Ahnenforschung: Der Wert der einfachen Gegenstände

Kann ein einziges Objekt die Geschichte wiedergeben? Kann dieses Objekt die Perspektive des Eigentümers dauerhaft verändern? Der Unterschied zwischen einem einfachen Holzstuhl und einem einfachen Holzstuhl mit einer Familiengeschichte ist nicht greifbar, aber von großer Bedeutung. Erbstücke oder Geschenke von alten Verwandten kommen in der Regel mit einer Geschichte, die aber von dem neuen Besitzer nicht immer bekannt ist. Manchmal gehören diese Objekte zu der Geschichte der Familie, weil sie handgemacht worden sind oder weil sie überlebt haben.

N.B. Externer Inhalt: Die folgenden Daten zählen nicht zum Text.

//! Job-history collaborator: the last known status of each job.

use std::collections::HashMap;
use std::fmt;
use std::str::FromStr;

use parking_lot::RwLock;

/// Lifecycle status of a job.
#[derive(Debug, Clone, Copy, PartialEq, Eq, Hash)]
pub enum JobStatus {
    /// Job is being set up.
    Initializing,
    /// Job plan created.
    Created,
    /// Waiting for resources.
    Pending,
    /// Tasks are being deployed.
    Scheduled,
    /// Tasks are running.
    Running,
    /// A failure is being handled.
    Failing,
    /// A savepoint is in progress.
    DoingSavepoint,
    /// Job failed.
    Failed,
    /// Cancellation in progress.
    Canceling,
    /// Job was cancelled.
    Canceled,
    /// Job stopped after a savepoint.
    SavepointDone,
    /// Job completed.
    Finished,
    /// Status can no longer be determined.
    Unknowable,
}

impl JobStatus {
    /// Whether the job has stopped and will not write more logs.
    #[must_use]
    pub fn is_end_state(self) -> bool {
        matches!(
            self,
            Self::Failed | Self::Canceled | Self::SavepointDone | Self::Finished | Self::Unknowable
        )
    }

    fn as_str(self) -> &'static str {
        match self {
            Self::Initializing => "INITIALIZING",
            Self::Created => "CREATED",
            Self::Pending => "PENDING",
            Self::Scheduled => "SCHEDULED",
            Self::Running => "RUNNING",
            Self::Failing => "FAILING",
            Self::DoingSavepoint => "DOING_SAVEPOINT",
            Self::Failed => "FAILED",
            Self::Canceling => "CANCELING",
            Self::Canceled => "CANCELED",
            Self::SavepointDone => "SAVEPOINT_DONE",
            Self::Finished => "FINISHED",
            Self::Unknowable => "UNKNOWABLE",
        }
    }
}

impl fmt::Display for JobStatus {
    fn fmt(&self, f: &mut fmt::Formatter<'_>) -> fmt::Result {
        f.write_str(self.as_str())
    }
}

impl FromStr for JobStatus {
    type Err = String;

    fn from_str(s: &str) -> Result<Self, Self::Err> {
        const ALL: [JobStatus; 13] = [
            JobStatus::Initializing,
            JobStatus::Created,
            JobStatus::Pending,
            JobStatus::Scheduled,
            JobStatus::Running,
            JobStatus::Failing,
            JobStatus::DoingSavepoint,
            JobStatus::Failed,
            JobStatus::Canceling,
            JobStatus::Canceled,
            JobStatus::SavepointDone,
            JobStatus::Finished,
            JobStatus::Unknowable,
        ];
        let normalized = s.trim().to_uppercase().replace('-', "_");
        ALL.into_iter()
            .find(|status| status.as_str() == normalized)
            .ok_or_else(|| format!("unknown job status: '{s}'"))
    }
}

/// Read access to job statuses.
pub trait JobHistory: Send + Sync {
    /// Last known status of `job_id`, or `None` if the job is unknown.
    fn job_status(&self, job_id: u64) -> Option<JobStatus>;
}

/// In-memory [`JobHistory`].
#[derive(Debug, Default)]
pub struct InMemoryJobHistory {
    jobs: RwLock<HashMap<u64, JobStatus>>,
}

impl InMemoryJobHistory {
    /// Creates an empty history.
    #[must_use]
    pub fn new() -> Self {
        Self::default()
    }

    /// Records the status of a job.
    pub fn set_status(&self, job_id: u64, status: JobStatus) {
        self.jobs.write().insert(job_id, status);
    }

    /// Forgets a job.
    pub fn remove(&self, job_id: u64) -> Option<JobStatus> {
        self.jobs.write().remove(&job_id)
    }
}

impl JobHistory for InMemoryJobHistory {
    fn job_status(&self, job_id: u64) -> Option<JobStatus> {
        self.jobs.read().get(&job_id).copied()
    }
}

#[cfg(test)]
mod tests {
    use super::*;

    #[test]
    fn test_end_states() {
        assert!(JobStatus::Finished.is_end_state());
        assert!(JobStatus::Canceled.is_end_state());
        assert!(JobStatus::Failed.is_end_state());
        assert!(!JobStatus::Running.is_end_state());
        assert!(!JobStatus::Failing.is_end_state());
        assert!(!JobStatus::Canceling.is_end_state());
    }

    #[test]
    fn test_status_parse() {
        assert_eq!(
            "savepoint-done".parse::<JobStatus>().unwrap(),
            JobStatus::SavepointDone
        );
        assert_eq!(JobStatus::DoingSavepoint.to_string(), "DOING_SAVEPOINT");
        assert!("paused".parse::<JobStatus>().is_err());
    }

    #[test]
    fn test_in_memory_history() {
        let history = InMemoryJobHistory::new();
        history.set_status(7, JobStatus::Running);
        assert_eq!(history.job_status(7), Some(JobStatus::Running));
        history.set_status(7, JobStatus::Finished);
        assert_eq!(history.job_status(7), Some(JobStatus::Finished));
        assert_eq!(history.remove(7), Some(JobStatus::Finished));
        assert_eq!(history.job_status(7), None);
    }
}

Bild: National Public Library New York

Habt ihr euch zu Hause schon mal richtig umgeschaut? Und wir sprechen hier natürlich nicht über das Design eurer Ikea-Stühle, sondern über eure Möbelstücke, die eine Geschichte zu erzählen haben. Über die Gegenstände, die zu der Vergangenheit gehören und die Farbe, Düfte und Taktgefühl erwecken können.

Habt ihr auch Erbstücke zu Hause, die von Generation zu Generation weitergegeben wurden? Egal ob alte Möbel oder Kleinigkeiten, kennt ihr die Geschichte hinter diesen Objekten? Oder etwas über  die Reise, bevor sie in eurem Besitz gelandet sind?